No man e’er was glorious, who was not laborious

This is a quote from Benjamin Franklin, one of the founding fathers of the United States, and a scientist. It is in The Triple Package by Amy Chua and Jed Rubenfeld, two Yale law academics. It is an interesting book. Although it focuses mainly on a specific case, immigrants to the USA, it is kind of an argument for what you need to succeed. Where success is defined in material terms: a good job and lots of money. By this criterion I guess I am moderately successful. Being an academic is a professional job, and I am paid more than most, though sadly not as much as Yale law academics who write best-selling books.

So, what do they think you need to succeed? Well, as the title suggests there are 3 ingredients. The first is what they call a superiority complex, which is basically confidence in your abilities, together with a bit of a feeling that you can do better than the people around you. The second is insecurity. Feeling insecure drives you on to achieve, to work hard, and prevents complacency. The third is impulse control: The ability to defer a reward, to work hard at something that maybe boring now (e.g., learning differential equations) but will equip you to succeed in the future.

Their arguments seem pretty reasonable. I guess you do need confidence, something to drive you on, and the ability not to be distracted, in order to succeed.

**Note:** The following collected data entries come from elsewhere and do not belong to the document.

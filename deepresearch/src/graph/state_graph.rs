//! State graph builder: nodes, explicit edges (from → to) and conditional edges.
//!
//! Add nodes with `add_node`, wire them with `add_edge(from, to)` using `START` and
//! `END` for entry/exit, and use `add_conditional_edges` to route (or fan out) based
//! on state. Then `compile` or `compile_with_checkpointer` to get a
//! `CompiledStateGraph`.
//!
//! A node has either one outgoing `add_edge` or `add_conditional_edges`, not both.
//! A node with neither ends the run after it executes unless it returns `Next::Node`.

use std::collections::{HashMap, HashSet};
use std::sync::Arc;
use std::time::Duration;

use super::compile_error::CompilationError;
use super::compiled::CompiledStateGraph;
use super::conditional::{ConditionalRouter, ConditionalRouterFn, NextEntry};
use super::node::Node;
use super::GraphState;
use crate::memory::Checkpointer;

/// Sentinel for graph entry: use as `from_id` in `add_edge(START, first_node_id)`.
pub const START: &str = "__start__";

/// Sentinel for graph exit: use as `to_id` in `add_edge(last_node_id, END)`.
pub const END: &str = "__end__";

/// Default bound on supersteps per invocation.
pub const DEFAULT_STEP_LIMIT: usize = 200;

/// State graph: nodes plus explicit edges and optional conditional edges.
///
/// **Interaction**: Accepts `Arc<dyn Node<S>>`; produces `CompiledStateGraph<S>`.
/// `research::build_research_graph` is the main user.
pub struct StateGraph<S>
where
    S: GraphState,
{
    nodes: HashMap<String, Arc<dyn Node<S>>>,
    /// Edges (from_id, to_id).
    edges: Vec<(String, String)>,
    conditional_edges: HashMap<String, ConditionalRouter<S>>,
    /// Where a failed stage routes instead of `END`.
    error_routes: HashMap<String, String>,
    stage_timeout: Option<Duration>,
    node_timeouts: HashMap<String, Duration>,
    step_limit: usize,
}

impl<S> Default for StateGraph<S>
where
    S: GraphState,
{
    fn default() -> Self {
        Self::new()
    }
}

impl<S> StateGraph<S>
where
    S: GraphState,
{
    /// Creates an empty graph.
    pub fn new() -> Self {
        Self {
            nodes: HashMap::new(),
            edges: Vec::new(),
            conditional_edges: HashMap::new(),
            error_routes: HashMap::new(),
            stage_timeout: None,
            node_timeouts: HashMap::new(),
            step_limit: DEFAULT_STEP_LIMIT,
        }
    }

    /// Adds a node; id must be unique. Replaces if same id.
    pub fn add_node(&mut self, id: impl Into<String>, node: Arc<dyn Node<S>>) -> &mut Self {
        self.nodes.insert(id.into(), node);
        self
    }

    /// Adds an edge from `from_id` to `to_id`.
    ///
    /// Use `START` for graph entry and `END` for graph exit. Both ids (except
    /// START/END) must be registered via `add_node` before `compile()`.
    pub fn add_edge(&mut self, from_id: impl Into<String>, to_id: impl Into<String>) -> &mut Self {
        self.edges.push((from_id.into(), to_id.into()));
        self
    }

    /// Adds conditional edges from `source`: after it runs, `path(state)` decides.
    ///
    /// - `Route::To(key)`: next node is `path_map[key]` when mapped, otherwise `key`.
    /// - `Route::Send(dispatches)`: one concurrent invocation per dispatch, joined
    ///   before the updates are merged.
    /// - `Route::End`: stop.
    ///
    /// # Example
    ///
    /// ```rust,ignore
    /// graph.add_conditional_edges(
    ///     "supervisor",
    ///     Arc::new(|s: &WorkflowState| {
    ///         if s.is_complete { Route::to("report") }
    ///         else { Route::Send(s.pending_tasks().into_iter().map(|t| Dispatch::new("worker", s.for_task(t))).collect()) }
    ///     }),
    ///     None,
    /// );
    /// ```
    pub fn add_conditional_edges(
        &mut self,
        source: impl Into<String>,
        path: ConditionalRouterFn<S>,
        path_map: Option<HashMap<String, String>>,
    ) -> &mut Self {
        self.conditional_edges
            .insert(source.into(), ConditionalRouter::new(path, path_map));
        self
    }

    /// When `node` fails, route to `target` (a node id or `END`) after merging the
    /// failure update. Without an error route a failed stage ends the run.
    pub fn with_error_route(mut self, node: impl Into<String>, target: impl Into<String>) -> Self {
        self.error_routes.insert(node.into(), target.into());
        self
    }

    /// Deadline for every stage invocation that has no per-node timeout.
    pub fn with_stage_timeout(mut self, timeout: Duration) -> Self {
        self.stage_timeout = Some(timeout);
        self
    }

    pub fn with_node_timeout(mut self, node: impl Into<String>, timeout: Duration) -> Self {
        self.node_timeouts.insert(node.into(), timeout);
        self
    }

    /// Maximum supersteps per `invoke`/`resume` call. Guards against routing cycles.
    pub fn with_step_limit(mut self, step_limit: usize) -> Self {
        self.step_limit = step_limit;
        self
    }

    /// Builds the executable graph without persistence.
    pub fn compile(self) -> Result<CompiledStateGraph<S>, CompilationError> {
        self.compile_internal(None)
    }

    /// Builds the executable graph with a checkpointer. Runs with `config.thread_id`
    /// are checkpointed once per superstep and on every pause.
    pub fn compile_with_checkpointer(
        self,
        checkpointer: Arc<dyn Checkpointer<S>>,
    ) -> Result<CompiledStateGraph<S>, CompilationError> {
        self.compile_internal(Some(checkpointer))
    }

    fn is_target(&self, id: &str) -> bool {
        id == END || self.nodes.contains_key(id)
    }

    fn compile_internal(
        self,
        checkpointer: Option<Arc<dyn Checkpointer<S>>>,
    ) -> Result<CompiledStateGraph<S>, CompilationError> {
        for (from, to) in &self.edges {
            if from != START && !self.nodes.contains_key(from) {
                return Err(CompilationError::NodeNotFound(from.clone()));
            }
            if !self.is_target(to) {
                return Err(CompilationError::NodeNotFound(to.clone()));
            }
        }
        for (source, router) in &self.conditional_edges {
            if !self.nodes.contains_key(source) {
                return Err(CompilationError::NodeNotFound(source.clone()));
            }
            if let Some(ref path_map) = router.path_map {
                for target in path_map.values() {
                    if !self.is_target(target) {
                        return Err(CompilationError::InvalidConditionalPathMap(target.clone()));
                    }
                }
            }
        }
        for (node, target) in &self.error_routes {
            if !self.nodes.contains_key(node) {
                return Err(CompilationError::InvalidErrorRoute(node.clone()));
            }
            if !self.is_target(target) {
                return Err(CompilationError::InvalidErrorRoute(target.clone()));
            }
        }

        let mut start_edges = self
            .edges
            .iter()
            .filter(|(f, _)| f == START)
            .map(|(_, t)| t.clone());
        let first = match (start_edges.next(), start_edges.next()) {
            (Some(first), None) if first != END => first,
            _ => return Err(CompilationError::MissingStart),
        };

        // Routers without a path map may return END directly.
        let has_end = self.edges.iter().any(|(_, t)| t == END)
            || self
                .conditional_edges
                .values()
                .any(|r| r.path_map.as_ref().map_or(true, |m| m.values().any(|v| v == END)));
        if !has_end {
            return Err(CompilationError::MissingEnd);
        }

        let mut edge_froms = HashSet::new();
        for (from, _) in self.edges.iter().filter(|(f, _)| f != START) {
            if !edge_froms.insert(from.clone()) {
                return Err(CompilationError::DuplicateEdge(from.clone()));
            }
        }
        for source in self.conditional_edges.keys() {
            if edge_froms.contains(source) {
                return Err(CompilationError::NodeHasBothEdgeAndConditional(
                    source.clone(),
                ));
            }
        }

        let mut next_map: HashMap<String, NextEntry<S>> = self
            .edges
            .iter()
            .filter(|(f, _)| f != START)
            .map(|(f, t)| (f.clone(), NextEntry::Unconditional(t.clone())))
            .collect();
        for (source, router) in self.conditional_edges {
            next_map.insert(source, NextEntry::Conditional(router));
        }

        Ok(CompiledStateGraph {
            nodes: self.nodes,
            first_node_id: first,
            next_map,
            error_routes: self.error_routes,
            checkpointer,
            stage_timeout: self.stage_timeout,
            node_timeouts: self.node_timeouts,
            step_limit: self.step_limit,
        })
    }
}
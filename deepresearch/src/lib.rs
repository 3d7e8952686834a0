//! # deepresearch
//!
//! A budget-bounded research workflow on a small state-graph engine. One shared
//! state record flows through named stages; stages return partial updates and the
//! engine merges them with per-field policies.
//!
//! ## Design principles
//!
//! - **Partial updates, one merge**: stages never mutate shared state. The engine
//!   folds their updates in, single-threaded, after every superstep ([`merge`]).
//! - **Failures stay local**: each stage invocation runs in its own task under a
//!   timeout. Errors, panics and timeouts become state ([`GraphState::failure_update`])
//!   and a fallback route; only engine invariant violations reach the caller ([`EngineError`]).
//! - **Durable pause**: a stage pauses by returning an interrupt; the checkpoint records
//!   it, so [`CompiledStateGraph::resume`] works across process restarts.
//! - **Collaborators behind traits**: models, search tools and extractors are
//!   [`research::collaborators`] traits; [`research::mock`] has scripted ones.
//!
//! ## Main modules
//!
//! - [`graph`]: [`StateGraph`], [`CompiledStateGraph`], [`Node`], [`Next`], [`Route`],
//!   [`Dispatch`], [`RunContext`], [`GraphState`].
//! - [`memory`]: checkpoints ([`Checkpointer`], [`MemorySaver`], [`SqliteSaver`]) and the
//!   long-term [`Store`] ([`InMemoryStore`], [`SqliteStore`]).
//! - [`stream`]: [`StreamEvent`], [`StreamMode`].
//! - [`research`]: the workflow itself: stages, state, aggregation, [`ResearchRunner`].
//!
//! ## Quick start
//!
//! ```rust,no_run
//! use std::sync::Arc;
//! use deepresearch::research::{mock::offline_collaborators, ResearchConfig, ReviewDecision};
//! use deepresearch::{MemorySaver, ResearchRunner, StreamEvent};
//! use tokio_stream::StreamExt;
//!
//! # #[tokio::main]
//! # async fn main() -> Result<(), Box<dyn std::error::Error>> {
//! let runner = ResearchRunner::new(
//!     offline_collaborators(),
//!     ResearchConfig::default(),
//!     Arc::new(MemorySaver::new()),
//!     None,
//! )?;
//! let (thread_id, mut events) = runner.start("Compare heat pump costs in Europe", None).await?;
//! while let Some(event) = events.next().await {
//!     if let StreamEvent::Interrupt { interrupt, .. } = event {
//!         println!("{}", interrupt.value["report"]);
//!     }
//! }
//! let mut events = runner.resume(&thread_id, ReviewDecision::approve()).await?;
//! while events.next().await.is_some() {}
//! # Ok(())
//! # }
//! ```

pub mod error;
pub mod graph;
pub mod memory;
pub mod research;
pub mod stream;

pub use error::{EngineError, StageError};
pub use graph::{
    merge, CompilationError, CompiledStateGraph, Dispatch, GraphInterrupt, GraphState,
    Interrupt, MergePolicy, Next, Node, Route, RunContext, RunOutcome, StateGraph,
    StateSnapshot, END, START,
};
pub use memory::{
    Checkpoint, CheckpointError, CheckpointNext, Checkpointer, InMemoryStore, JsonSerializer,
    MemorySaver, Namespace, RunnableConfig, SqliteSaver, SqliteStore, Store, StoreError,
};
pub use research::{
    ConversationStore, ResearchConfig, ResearchRunner, ReviewDecision, WorkflowState,
};
pub use stream::{CheckpointEvent, StreamEvent, StreamMode};
//! Contracts of the external collaborators the stages depend on.
//!
//! Models, search tools and extractors live behind these traits; the stages only
//! see structured results or a `CollaboratorError`. Scripted implementations for
//! offline runs and tests are in `research::mock`.

use std::sync::Arc;

use async_trait::async_trait;
use thiserror::Error;

use crate::error::StageError;

use super::model::{Budget, Finding, Message, ReportFormat, ResearchBrief, Task};

/// Failure of an external collaborator.
#[derive(Debug, Clone, Error, PartialEq)]
pub enum CollaboratorError {
    /// May succeed on retry (rate limit, network).
    #[error("transient: {0}")]
    Transient(String),
    #[error("permanent: {0}")]
    Permanent(String),
    /// Returned something that does not fit the expected shape.
    #[error("malformed output: {0}")]
    Malformed(String),
}

impl From<CollaboratorError> for StageError {
    fn from(e: CollaboratorError) -> Self {
        StageError::Collaborator(e.to_string())
    }
}

/// Whether the conversation so far pins down what to research.
#[derive(Debug, Clone, PartialEq)]
pub struct ScopeCheck {
    pub is_complete: bool,
    pub reasoning: String,
}

#[derive(Debug, Clone, PartialEq)]
pub struct Clarification {
    pub context: String,
    pub questions: Vec<String>,
}

impl Clarification {
    /// Single assistant message: context, blank line, numbered questions.
    pub fn to_message(&self) -> String {
        let numbered: Vec<String> = self
            .questions
            .iter()
            .enumerate()
            .map(|(i, q)| format!("{}. {}", i + 1, q))
            .collect();
        format!("{}\n\n{}", self.context, numbered.join("\n"))
    }
}

/// Turns a user conversation into a research brief or clarification questions.
#[async_trait]
pub trait ScopeClarifier: Send + Sync {
    async fn check_completion(
        &self,
        user_query: &str,
        history: &[Message],
    ) -> Result<ScopeCheck, CollaboratorError>;

    async fn clarification_questions(
        &self,
        user_query: &str,
        history: &[Message],
    ) -> Result<Clarification, CollaboratorError>;

    async fn generate_brief(
        &self,
        user_query: &str,
        history: &[Message],
    ) -> Result<ResearchBrief, CollaboratorError>;
}

/// Everything the gap analyzer sees in one supervisor turn.
#[derive(Debug, Clone)]
pub struct GapContext {
    pub brief: ResearchBrief,
    /// Compact view from `aggregate::findings_digest`.
    pub findings_digest: String,
    pub total_findings: usize,
    /// Budget after this turn's advance.
    pub budget: Budget,
    pub completed: Vec<String>,
    pub failed: Vec<String>,
    /// Planned tasks not yet run (e.g. queued by a reviewer or a delegation).
    pub pending: Vec<Task>,
    /// True on the first supervisor turn; the analyzer should plan from the sub-topics.
    pub first_turn: bool,
}

/// Result of one gap analysis.
#[derive(Debug, Clone, Default, PartialEq)]
pub struct GapAnalysis {
    pub has_gaps: bool,
    pub is_complete: bool,
    pub gaps_identified: Vec<String>,
    pub new_tasks: Vec<Task>,
    pub reasoning: String,
}

#[async_trait]
pub trait GapAnalyzer: Send + Sync {
    async fn analyze(&self, context: GapContext) -> Result<GapAnalysis, CollaboratorError>;
}

#[derive(Debug, Clone)]
pub struct ReportRequest {
    pub brief: ResearchBrief,
    /// Aggregated findings, most credible first.
    pub findings: Vec<Finding>,
    pub format: ReportFormat,
    pub reviewer_feedback: Option<String>,
}

/// Writes the markdown report.
#[async_trait]
pub trait ReportWriter: Send + Sync {
    async fn write(&self, request: ReportRequest) -> Result<String, CollaboratorError>;
}

/// A tool a worker may call. `name` is what tool results are attributed to.
#[derive(Debug, Clone, PartialEq, Eq)]
pub struct ToolHandle {
    pub name: String,
    pub source: String,
}

impl ToolHandle {
    pub fn new(name: impl Into<String>, source: impl Into<String>) -> Self {
        Self {
            name: name.into(),
            source: source.into(),
        }
    }
}

/// Tools held by one worker. Released when dropped, on every exit path.
pub struct ToolLease {
    pub tools: Vec<ToolHandle>,
    release: Option<Box<dyn FnOnce() + Send + Sync>>,
}

impl ToolLease {
    pub fn new(tools: Vec<ToolHandle>) -> Self {
        Self {
            tools,
            release: None,
        }
    }

    pub fn with_release(mut self, release: impl FnOnce() + Send + Sync + 'static) -> Self {
        self.release = Some(Box::new(release));
        self
    }
}

impl Drop for ToolLease {
    fn drop(&mut self) {
        if let Some(release) = self.release.take() {
            release();
        }
    }
}

impl std::fmt::Debug for ToolLease {
    fn fmt(&self, f: &mut std::fmt::Formatter<'_>) -> std::fmt::Result {
        f.debug_struct("ToolLease").field("tools", &self.tools).finish()
    }
}

/// Hands out tools for the enabled sources.
#[async_trait]
pub trait ToolRegistry: Send + Sync {
    async fn acquire(&self, enabled_sources: &[String]) -> Result<ToolLease, CollaboratorError>;
}

/// One tool call's raw output.
#[derive(Debug, Clone, PartialEq)]
pub struct ToolResult {
    pub tool: String,
    pub content: String,
}

#[derive(Debug, Clone, Default, PartialEq)]
pub struct ExecutionOutput {
    /// Free text written by the executor; may carry delegation requests.
    pub output: String,
    pub tool_results: Vec<ToolResult>,
}

/// Runs one research task with the leased tools.
#[async_trait]
pub trait TaskExecutor: Send + Sync {
    async fn execute(
        &self,
        task: &Task,
        tools: &[ToolHandle],
        max_searches: u32,
    ) -> Result<ExecutionOutput, CollaboratorError>;
}

/// Turns raw tool output into cited findings for a topic.
#[async_trait]
pub trait CitationExtractor: Send + Sync {
    async fn extract(&self, raw: &str, topic: &str) -> Result<Vec<Finding>, CollaboratorError>;
}

/// The full collaborator set of one research graph.
#[derive(Clone)]
pub struct Collaborators {
    pub scope: Arc<dyn ScopeClarifier>,
    pub gaps: Arc<dyn GapAnalyzer>,
    pub writer: Arc<dyn ReportWriter>,
    pub tools: Arc<dyn ToolRegistry>,
    pub executor: Arc<dyn TaskExecutor>,
    pub extractor: Arc<dyn CitationExtractor>,
}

Knowing that these are the ingredients does not of course automatically mean you can acquire them and then succeed. But it is interesting to think that if Chu and Rubenfeld are close to the truth then presumably most famous people have these three traits. You don’t normally think of successful people being insecure, but something has to drive them on to work hard enough to succeed.

In terms of my teaching, it is the remark on impulse control that resonates. In my weekly maths class tutorial a few of the students are lacking a bit of impulse control and spend more time doing fun stuff on mobile phones than on working on the maths skills that will help them succeed in the future. I should probably help their impulse control a bit more, by being stronger at telling them to put the phones down and do some maths.